Brief :: Scan the data and please report how many lines include the word "Option". Leave out everything but the number.

** Opening Dataset content block **

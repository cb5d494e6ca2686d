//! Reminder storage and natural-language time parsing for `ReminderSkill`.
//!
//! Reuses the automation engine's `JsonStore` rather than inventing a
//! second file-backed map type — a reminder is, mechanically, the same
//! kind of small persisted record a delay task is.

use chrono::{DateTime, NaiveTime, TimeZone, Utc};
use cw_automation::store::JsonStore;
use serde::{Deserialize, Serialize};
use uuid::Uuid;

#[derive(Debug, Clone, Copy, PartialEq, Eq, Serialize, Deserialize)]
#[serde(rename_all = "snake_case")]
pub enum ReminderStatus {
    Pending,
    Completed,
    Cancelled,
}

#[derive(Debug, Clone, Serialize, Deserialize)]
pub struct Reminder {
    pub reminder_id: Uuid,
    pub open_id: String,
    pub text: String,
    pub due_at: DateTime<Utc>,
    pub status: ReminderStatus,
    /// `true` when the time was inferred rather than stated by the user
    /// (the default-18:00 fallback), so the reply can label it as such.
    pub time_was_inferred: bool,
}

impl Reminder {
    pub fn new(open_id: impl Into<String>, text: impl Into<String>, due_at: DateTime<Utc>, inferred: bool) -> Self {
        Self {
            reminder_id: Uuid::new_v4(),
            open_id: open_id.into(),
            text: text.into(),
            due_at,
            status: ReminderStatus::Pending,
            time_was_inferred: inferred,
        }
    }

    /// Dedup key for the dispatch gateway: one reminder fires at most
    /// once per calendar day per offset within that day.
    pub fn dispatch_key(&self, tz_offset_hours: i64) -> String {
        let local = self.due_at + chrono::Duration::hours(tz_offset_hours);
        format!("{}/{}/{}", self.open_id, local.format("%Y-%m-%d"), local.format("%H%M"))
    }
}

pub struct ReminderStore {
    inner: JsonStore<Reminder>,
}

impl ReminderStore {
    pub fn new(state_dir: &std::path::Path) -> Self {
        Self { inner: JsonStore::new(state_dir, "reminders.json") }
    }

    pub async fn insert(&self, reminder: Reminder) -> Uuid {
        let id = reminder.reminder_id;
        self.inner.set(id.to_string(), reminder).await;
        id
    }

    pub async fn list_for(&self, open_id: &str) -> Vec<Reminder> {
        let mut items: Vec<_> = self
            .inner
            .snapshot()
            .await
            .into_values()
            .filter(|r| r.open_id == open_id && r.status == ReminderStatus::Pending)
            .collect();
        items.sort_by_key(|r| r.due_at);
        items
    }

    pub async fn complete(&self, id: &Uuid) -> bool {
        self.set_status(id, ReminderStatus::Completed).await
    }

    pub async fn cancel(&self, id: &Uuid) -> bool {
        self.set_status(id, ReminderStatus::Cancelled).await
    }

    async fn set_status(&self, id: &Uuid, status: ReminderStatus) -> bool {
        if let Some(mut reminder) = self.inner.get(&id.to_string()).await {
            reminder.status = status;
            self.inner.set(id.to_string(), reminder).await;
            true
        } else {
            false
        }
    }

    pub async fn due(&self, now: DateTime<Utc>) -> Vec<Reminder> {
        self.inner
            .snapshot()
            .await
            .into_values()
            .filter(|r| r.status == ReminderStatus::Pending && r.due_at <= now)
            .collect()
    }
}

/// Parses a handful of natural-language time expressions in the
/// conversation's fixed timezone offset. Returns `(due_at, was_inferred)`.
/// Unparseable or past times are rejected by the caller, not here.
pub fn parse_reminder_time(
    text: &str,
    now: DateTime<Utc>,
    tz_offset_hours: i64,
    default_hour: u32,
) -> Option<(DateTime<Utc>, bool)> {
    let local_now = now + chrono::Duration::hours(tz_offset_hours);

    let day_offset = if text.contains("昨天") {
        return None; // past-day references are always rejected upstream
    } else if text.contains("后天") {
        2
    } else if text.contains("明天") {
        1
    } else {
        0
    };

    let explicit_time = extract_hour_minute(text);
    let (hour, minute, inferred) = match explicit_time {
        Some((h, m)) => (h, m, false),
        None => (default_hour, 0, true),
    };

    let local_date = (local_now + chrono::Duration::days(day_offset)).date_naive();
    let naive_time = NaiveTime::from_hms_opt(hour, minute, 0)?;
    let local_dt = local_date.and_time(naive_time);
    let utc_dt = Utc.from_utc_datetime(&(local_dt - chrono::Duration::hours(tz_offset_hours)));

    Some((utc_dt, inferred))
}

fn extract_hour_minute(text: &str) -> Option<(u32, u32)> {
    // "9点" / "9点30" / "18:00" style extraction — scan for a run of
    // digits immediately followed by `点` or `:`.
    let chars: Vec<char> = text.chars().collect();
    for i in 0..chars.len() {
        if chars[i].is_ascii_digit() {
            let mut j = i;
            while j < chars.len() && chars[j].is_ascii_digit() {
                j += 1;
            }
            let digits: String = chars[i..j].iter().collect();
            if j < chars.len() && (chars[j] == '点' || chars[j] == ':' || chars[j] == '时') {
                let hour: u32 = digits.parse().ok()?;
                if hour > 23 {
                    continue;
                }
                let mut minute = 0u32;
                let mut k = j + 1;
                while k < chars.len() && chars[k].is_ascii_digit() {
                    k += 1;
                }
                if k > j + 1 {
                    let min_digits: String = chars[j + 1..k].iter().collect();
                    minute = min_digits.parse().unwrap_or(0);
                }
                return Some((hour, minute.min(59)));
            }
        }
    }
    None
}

** Closing Dataset content block **

Answer space :: 2